Crafting asm is as much general programming as anything else, and assembler is an integral part of FPC, so I see no problem.

Fine for me. Before I start a deeper dive I admit that my hands on experience stops at Intels x86-64 Skylake architecture. So there might be changes in later architectures of Intel or AMD (or in the to me unknown realm of ARM, MIPS, Sparc, etc.) that modify the following slightly, but I do not see general deviations. Some statements relate to "hand-crafted" loop unrolling, but I try to keep the compiler perspective in mind - especially the issue of single pass compilation as used in FPC.

From an outside view one has two targets that can be addressed with loop unrolling:

A - reduction of loop overhead cost
B - increase utilization of CPU resources

From the Pascal language perspective there are two different types of loops:

1 - loops with iteration counts known at compile time
2 - loops with variable iteration counts, known at run time only

Lets start with A. The obvious overhead reduction is the elimination of branches when unrolling. It is clear that the improvement in execution speed depends on the ratio of work done in the rolled loop vs. the time required for the condition check and branch.
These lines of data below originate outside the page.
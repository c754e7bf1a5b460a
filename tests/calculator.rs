use calc::{evaluate_line, parse_line, Arity, CalcError, EvalError, OperatorName, ParseError, Value};

fn assert_value(src: &str, expected: Value) {
    match evaluate_line(src) {
        Ok(value) => assert_eq!(value, expected, "evaluating \"{src}\""),
        Err(e) => panic!("\"{src}\" failed: {}", e.report()),
    }
}

fn assert_kind(src: &str, kind: &str) {
    match evaluate_line(src) {
        Ok(value) => panic!("\"{src}\" evaluated to {value}, expected {kind}"),
        Err(e) => assert_eq!(e.kind(), kind, "evaluating \"{src}\""),
    }
}

fn op(spelling: &str) -> OperatorName {
    OperatorName::lookup(spelling).unwrap()
}

#[test]
fn literals() {
    assert_value("5", Value::Integer(5));
    assert_value("-5", Value::Integer(-5));
    assert_value("3.0", Value::Float(3.0));
}

#[test]
fn basic_arithmetic() {
    assert_value("add(1, 2, 3)", Value::Integer(6));
    assert_value("+(1, 2.5)", Value::Float(3.5));
    assert_value("sub(10)", Value::Integer(-10));
    assert_value("sub(10, 3, 2)", Value::Integer(5));
    assert_value("mul(2, 3, 4)", Value::Integer(24));
    assert_value("power(2, 10)", Value::Integer(1024));
    assert_value("modolo(10, 4)", Value::Integer(2));
}

#[test]
fn nested_calls() {
    assert_value("add(1, mul(2, 3))", Value::Integer(7));
    assert_value("*(+(1, 2), -(10, 4), /(9, 3))", Value::Float(54.0));
    assert_value("^(%(17, 5), sub(add(2, 2), 1))", Value::Integer(8));
}

#[test]
fn identity_elements() {
    assert_value("mul()", Value::Integer(1));
    assert_value("add()", Value::Integer(0));
}

#[test]
fn division_always_yields_a_float() {
    assert_value("div(7, 2)", Value::Float(3.5));
    assert_value("div(6, 3)", Value::Float(2.0));
    assert_value("/(-1, 4)", Value::Float(-0.25));
}

#[test]
fn integer_power_and_modulo_conventions() {
    assert_value("power(2, -2)", Value::Float(0.25));
    assert_value("power(2.0, 3)", Value::Float(8.0));
    assert_value("modolo(-7, 2)", Value::Integer(1));
    assert_value("modolo(7.5, 2)", Value::Float(1.5));
}

#[test]
fn evaluation_errors() {
    assert_eq!(
        evaluate_line("div(1, 0)"),
        Err(CalcError::Eval(EvalError::DivisionByZero(op("div"))))
    );
    assert_kind("%(1, 0.0)", "DivisionByZero");
    assert_eq!(
        evaluate_line("sub()"),
        Err(CalcError::Eval(EvalError::ArityError {
            operator: op("sub"),
            got: 0,
            expected: Arity::AtLeast(1),
        }))
    );
    assert_kind("power(2)", "ArityError");
    assert_kind("div(1, 2, 3)", "ArityError");
}

#[test]
fn first_failing_operand_wins() {
    assert_eq!(
        evaluate_line("add(div(1, 0), sub())"),
        Err(CalcError::Eval(EvalError::DivisionByZero(op("div"))))
    );
}

#[test]
fn syntax_errors() {
    assert_eq!(
        evaluate_line("add(1, 2) 3"),
        Err(CalcError::Parse(ParseError::ExtraTokens(vec!["3".into()])))
    );
    assert_eq!(
        evaluate_line("mul(2,"),
        Err(CalcError::Parse(ParseError::EmptyInput))
    );
    assert_eq!(
        evaluate_line("foo(1)"),
        Err(CalcError::Parse(ParseError::UnexpectedToken("foo".into())))
    );
    assert_kind("add 1", "ExpectedOpenParen");
    assert_kind("add(1 2)", "ExpectedComma");
    assert_kind("", "EmptyInput");
}

#[test]
fn error_reports() {
    let report = |src: &str| evaluate_line(src).unwrap_err().report();
    assert_eq!(report("foo(1)"), "UnexpectedToken: unexpected foo");
    assert_eq!(report("add"), "ExpectedOpenParen: expected ( after add");
    assert_eq!(report("mul(2,"), "EmptyInput: unexpected end of line");
    assert_eq!(report("5 6 7"), "ExtraTokens: extra token(s): 6 7");
    assert_eq!(
        report("div(1)"),
        "ArityError: div requires exactly 2 arguments, got 1"
    );
}

#[test]
fn parse_line_prints_canonically() {
    let tree = parse_line("add(1,mul( 2 ,3.5 ))").unwrap();
    assert_eq!(tree.to_string(), "add(1, mul(2, 3.5))");
    assert_eq!(parse_line(&tree.to_string()), Ok(tree));
}

#[test]
fn power_with_huge_exponents_on_trivial_bases() {
    assert_value("power(1, 5000000000)", Value::Integer(1));
    assert_value("power(0, 5000000000)", Value::Integer(0));
    assert_value("^(-1, 5000000001)", Value::Integer(-1));
    assert_value("^(2, 100)", Value::Float(2f64.powi(100)));
}

#[test]
fn deeply_nested_lines_evaluate() {
    let depth = 100_000;
    let line = format!("{}1{}", "add(".repeat(depth), ")".repeat(depth));
    assert_value(&line, Value::Integer(1));

    let line = format!("{}div(1, 0){}", "sub(".repeat(depth), ")".repeat(depth));
    assert_kind(&line, "DivisionByZero");
}
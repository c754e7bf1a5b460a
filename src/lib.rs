mod error;
pub use error::{CalcError, CalcResult};

pub mod parser;
pub use parser::tokenizer::{classify, tokenize, Classified, Token};
pub use parser::{parse, Call, Expression, Operator, OperatorName, ParseError, Value, OPERATORS};

mod interpreter;
pub use interpreter::{apply, evaluate, Arity, EvalError};

/// Tokenizes and parses one line into an expression tree. The whole line
/// must form a single expression.
pub fn parse_line(text: &str) -> CalcResult<Expression> {
    let tokens = tokenize(text);
    Ok(parse(&tokens)?)
}

/// Parses and evaluates one line of calculator input.
///
/// ```
/// use calc::{evaluate_line, Value};
///
/// assert_eq!(evaluate_line("add(1, mul(2, 3))"), Ok(Value::Integer(7)));
/// assert!(evaluate_line("div(1, 0)").is_err());
/// ```
#[tracing::instrument(level = "debug")]
pub fn evaluate_line(text: &str) -> CalcResult<Value> {
    let expression = parse_line(text)?;
    tracing::debug!(%expression, "parsed");
    Ok(evaluate(&expression)?)
}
Silly example

Code: [Select]
for Count1 := 1 to 100 do begin
  Inc( Count2, 5 );
end;

The above obviously will benefit heavily from loop-unrolling - but the unroll factor will vary with the optimization level used for compilation. If one hand-crafts unrolled loops then another point is elimination of condition code handling like

Code: [Select]
Loop:
  shr al, 1
  adc rbx, [mem]
  setc al

  add mem, 8
  dec rcx
  jne loop

which could be changed to

Code: [Select]
Loop:
  shr al, 1
  adc rbx, [mem]
  adc rbx, [mem+8]
  adc rbx, [mem+16]
  adc rbx, [mem+24]
  setc al

  add mem, 32
  sub rcx, 4
  jnc loop

However I currently fail to see how a single pass compiler could move to the second from the first, based on changes in the Pascal source. So this might not be too relevant for the discussion about loop unrolling in FPC.

A third aspect is that the overhead cost of the branch can only be reduced if the branch is predicted correct. Here the Branch-Target-Buffer comes into play, which can only hold a limited amount of targets for fast retrieval. A branch in this case is either a JCC or an indirect CALL <= latter I think is a quite common thing in Object Oriented code. The branch target buffer may be distorted if there are too many branches inside the unrolled loop, leading to mispredictions of the main loop branch. If you read the "Programmers Optimization" manuals from Intel or the documents from Agner Fog carefully you'll find more concrete limits for different x86-64 architectures.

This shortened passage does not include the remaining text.